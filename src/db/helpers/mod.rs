use std::convert::TryFrom;

use anyhow::{anyhow, Context, Result};
use chrono::{DateTime, Utc};
use serde::{de::DeserializeOwned, Serialize};

use crate::db::models::SessionStatus;

pub fn to_i64(value: u64) -> Result<i64> {
    i64::try_from(value).map_err(|_| anyhow!("value {value} exceeds SQLite INTEGER range"))
}

pub fn to_u32(value: i64, field: &str) -> Result<u32> {
    u32::try_from(value).map_err(|_| anyhow!("{field} contains out-of-range value {value}"))
}

pub fn parse_datetime(value: &str, field: &str) -> Result<DateTime<Utc>> {
    DateTime::parse_from_rfc3339(value)
        .map(|dt| dt.with_timezone(&Utc))
        .with_context(|| format!("failed to parse {field}"))
}

pub fn parse_optional_datetime(
    value: Option<String>,
    field: &str,
) -> Result<Option<DateTime<Utc>>> {
    match value {
        Some(raw) => parse_datetime(&raw, field).map(Some),
        None => Ok(None),
    }
}

pub fn parse_status(value: &str) -> Result<SessionStatus> {
    match value {
        "InProgress" => Ok(SessionStatus::InProgress),
        "Completed" => Ok(SessionStatus::Completed),
        other => Err(anyhow!("unknown session status {other}")),
    }
}

pub fn to_json<T: Serialize>(value: &T, field: &str) -> Result<String> {
    serde_json::to_string(value).with_context(|| format!("failed to serialize {field}"))
}

pub fn from_json<T: DeserializeOwned>(raw: &str, field: &str) -> Result<T> {
    serde_json::from_str(raw).with_context(|| format!("failed to parse {field}"))
}

pub fn from_optional_json<T: DeserializeOwned>(
    raw: Option<String>,
    field: &str,
) -> Result<Option<T>> {
    match raw {
        Some(raw) => from_json(&raw, field).map(Some),
        None => Ok(None),
    }
}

_ _ _ _

» **EXERCISE GOAL**
The records above must be reproduced word for word.

» **ANSWER SPACE**
filename src/db/helpers/mod.rs
use std::convert::TryFrom;

use anyhow::{anyhow, Context, Result};
use chrono::{DateTime, Utc};
use serde::{de::DeserializeOwned, Serialize};

use crate::db::models::SessionStatus;

pub fn to_i64(value: u64) -> Result<i64> {
    i64::try_from(value).map_err(|_| anyhow!("value {value} exceeds SQLite INTEGER range"))
}

pub fn to_u32(value: i64, field: &str) -> Result<u32> {
    u32::try_from(value).map_err(|_| anyhow!("{field} contains out-of-range value {value}"))
}

pub fn parse_datetime(value: &str, field: &str) -> Result<DateTime<Utc>> {
    DateTime::parse_from_rfc3339(value)
        .map(|dt| dt.with_timezone(&Utc))
        .with_context(|| format!("failed to parse {field}"))
}

pub fn parse_optional_datetime(
    value: Option<String>,
    field: &str,
) -> Result<Option<DateTime<Utc>>> {
    match value {
        Some(raw) => parse_datetime(&raw, field).map(Some),
        None => Ok(None),
    }
}

pub fn parse_status(value: &str) -> Result<SessionStatus> {
    match value {
        "InProgress" => Ok(SessionStatus::InProgress),
        "Completed" => Ok(SessionStatus::Completed),
        other => Err(anyhow!("unknown session status {other}")),
    }
}

pub fn to_json<T: Serialize>(value: &T, field: &str) -> Result<String> {
    serde_json::to_string(value).with_context(|| format!("failed to serialize {field}"))
}

pub fn from_json<T: DeserializeOwned>(raw: &str, field: &str) -> Result<T> {
    serde_json::from_str(raw).with_context(|| format!("failed to parse {field}"))
}

pub fn from_optional_json<T: DeserializeOwned>(
    raw: Option<String>,
    field: &str,
) -> Result<Option<T>> {
    match raw {
        Some(raw) => from_json(&raw, field).map(Some),
        None => Ok(None),
    }
}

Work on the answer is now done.